### What you should do
Repeat, exactly and completely, the entries shown underneath.
Top of Recorded information
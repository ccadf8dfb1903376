use crate::{
    errors::{FormatError, Result},
    format::{CelChunk, ColorDepth, LayerChunk},
    utils::mem_reader::MemReader,
};

/// Size of the `(size, type)` header preceding every chunk body.
pub(super) const CHUNK_HEADER_SIZE: usize = 6;

/// File-wide state a chunk body may need to be decoded.
#[derive(Debug, Clone, Copy)]
pub(super) struct ChunkContext {
    pub(super) color_depth: ColorDepth,
}

/// A chunk body type with a fixed type code.
pub(super) trait ChunkType: Sized {
    const CHUNK_TYPE: u16;

    /// Decodes the chunk from a reader bounded to exactly its body.
    fn from_block<M>(block: M, context: &ChunkContext) -> Result<Self>
    where
        M: MemReader;
}

#[derive(Debug)]
pub(super) enum Chunk {
    Layer(LayerChunk),
    Cel(CelChunk),
    /// A chunk this crate does not interpret, identified by its type code.
    Skipped(u16),
}

impl Chunk {
    pub(super) fn read<M: MemReader>(reader: &mut M, context: &ChunkContext) -> Result<Self> {
        let chunk_size = reader.read_u32_le()?;
        let chunk_type = reader.read_u16_le()?;
        let body_len = usize::try_from(chunk_size)
            .ok()
            .and_then(|size| size.checked_sub(CHUNK_HEADER_SIZE))
            .ok_or(FormatError::ChunkTooSmall {
                chunk_type,
                size: chunk_size,
            })?;
        let body = reader.read_to_subreader(&format!("chunk {chunk_type:#06x}"), body_len)?;

        Ok(match chunk_type {
            LayerChunk::CHUNK_TYPE => Chunk::Layer(LayerChunk::from_block(body, context)?),
            CelChunk::CHUNK_TYPE => Chunk::Cel(CelChunk::from_block(body, context)?),
            other => {
                log::debug!("Skipping chunk of type {other:#06x} ({body_len} bytes)");
                Chunk::Skipped(other)
            }
        })
    }
}

#[cfg(test)]
mod tests {
    use datalit::datalit;

    use super::*;
    use crate::{
        errors::Error,
        utils::{
            mem_reader::SliceMemReader,
            testing::{TestLayer, chunk},
        },
    };

    const CONTEXT: ChunkContext = ChunkContext {
        color_depth: ColorDepth::Rgba,
    };

    #[test]
    fn skips_unknown_chunk_types() {
        let mut data = chunk(0x2019, &[1, 2, 3, 4]);
        data.extend(TestLayer::new("after", 0).chunk());
        let mut reader = SliceMemReader::new(&data);

        assert!(matches!(
            Chunk::read(&mut reader, &CONTEXT).unwrap(),
            Chunk::Skipped(0x2019)
        ));
        let Chunk::Layer(layer) = Chunk::read(&mut reader, &CONTEXT).unwrap() else {
            panic!("expected a layer chunk");
        };
        assert_eq!(layer.name(), "after");
        assert!(reader.is_empty());
    }

    #[test]
    fn rejects_size_smaller_than_header() {
        let data = datalit! {
            @endian = le,
            5u32,
            0x2004u16,
        };
        let err = Chunk::read(&mut SliceMemReader::new(&data[..]), &CONTEXT).unwrap_err();
        assert!(matches!(
            err,
            Error::Format(FormatError::ChunkTooSmall {
                chunk_type: 0x2004,
                size: 5
            })
        ));
    }

    #[test]
    fn rejects_size_past_end_of_data() {
        let data = datalit! {
            @endian = le,
            20u32,
            0x2019u16,
            0u32,
        };
        let err = Chunk::read(&mut SliceMemReader::new(&data[..]), &CONTEXT).unwrap_err();
        assert!(matches!(err, Error::Format(FormatError::InvalidData(_))));
    }
}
Bottom of Recorded information
### Expected answer
repository ccadf8dfb1903376
use crate::{
    errors::{FormatError, Result},
    format::{CelChunk, ColorDepth, LayerChunk},
    utils::mem_reader::MemReader,
};

/// Size of the `(size, type)` header preceding every chunk body.
pub(super) const CHUNK_HEADER_SIZE: usize = 6;

/// File-wide state a chunk body may need to be decoded.
#[derive(Debug, Clone, Copy)]
pub(super) struct ChunkContext {
    pub(super) color_depth: ColorDepth,
}

/// A chunk body type with a fixed type code.
pub(super) trait ChunkType: Sized {
    const CHUNK_TYPE: u16;

    /// Decodes the chunk from a reader bounded to exactly its body.
    fn from_block<M>(block: M, context: &ChunkContext) -> Result<Self>
    where
        M: MemReader;
}

#[derive(Debug)]
pub(super) enum Chunk {
    Layer(LayerChunk),
    Cel(CelChunk),
    /// A chunk this crate does not interpret, identified by its type code.
    Skipped(u16),
}

impl Chunk {
    pub(super) fn read<M: MemReader>(reader: &mut M, context: &ChunkContext) -> Result<Self> {
        let chunk_size = reader.read_u32_le()?;
        let chunk_type = reader.read_u16_le()?;
        let body_len = usize::try_from(chunk_size)
            .ok()
            .and_then(|size| size.checked_sub(CHUNK_HEADER_SIZE))
            .ok_or(FormatError::ChunkTooSmall {
                chunk_type,
                size: chunk_size,
            })?;
        let body = reader.read_to_subreader(&format!("chunk {chunk_type:#06x}"), body_len)?;

        Ok(match chunk_type {
            LayerChunk::CHUNK_TYPE => Chunk::Layer(LayerChunk::from_block(body, context)?),
            CelChunk::CHUNK_TYPE => Chunk::Cel(CelChunk::from_block(body, context)?),
            other => {
                log::debug!("Skipping chunk of type {other:#06x} ({body_len} bytes)");
                Chunk::Skipped(other)
            }
        })
    }
}

#[cfg(test)]
mod tests {
    use datalit::datalit;

    use super::*;
    use crate::{
        errors::Error,
        utils::{
            mem_reader::SliceMemReader,
            testing::{TestLayer, chunk},
        },
    };

    const CONTEXT: ChunkContext = ChunkContext {
        color_depth: ColorDepth::Rgba,
    };

    #[test]
    fn skips_unknown_chunk_types() {
        let mut data = chunk(0x2019, &[1, 2, 3, 4]);
        data.extend(TestLayer::new("after", 0).chunk());
        let mut reader = SliceMemReader::new(&data);

        assert!(matches!(
            Chunk::read(&mut reader, &CONTEXT).unwrap(),
            Chunk::Skipped(0x2019)
        ));
        let Chunk::Layer(layer) = Chunk::read(&mut reader, &CONTEXT).unwrap() else {
            panic!("expected a layer chunk");
        };
        assert_eq!(layer.name(), "after");
        assert!(reader.is_empty());
    }

    #[test]
    fn rejects_size_smaller_than_header() {
        let data = datalit! {
            @endian = le,
            5u32,
            0x2004u16,
        };
        let err = Chunk::read(&mut SliceMemReader::new(&data[..]), &CONTEXT).unwrap_err();
        assert!(matches!(
            err,
            Error::Format(FormatError::ChunkTooSmall {
                chunk_type: 0x2004,
                size: 5
            })
        ));
    }

    #[test]
    fn rejects_size_past_end_of_data() {
        let data = datalit! {
            @endian = le,
            20u32,
            0x2019u16,
            0u32,
        };
        let err = Chunk::read(&mut SliceMemReader::new(&data[..]), &CONTEXT).unwrap_err();
        assert!(matches!(err, Error::Format(FormatError::InvalidData(_))));
    }
}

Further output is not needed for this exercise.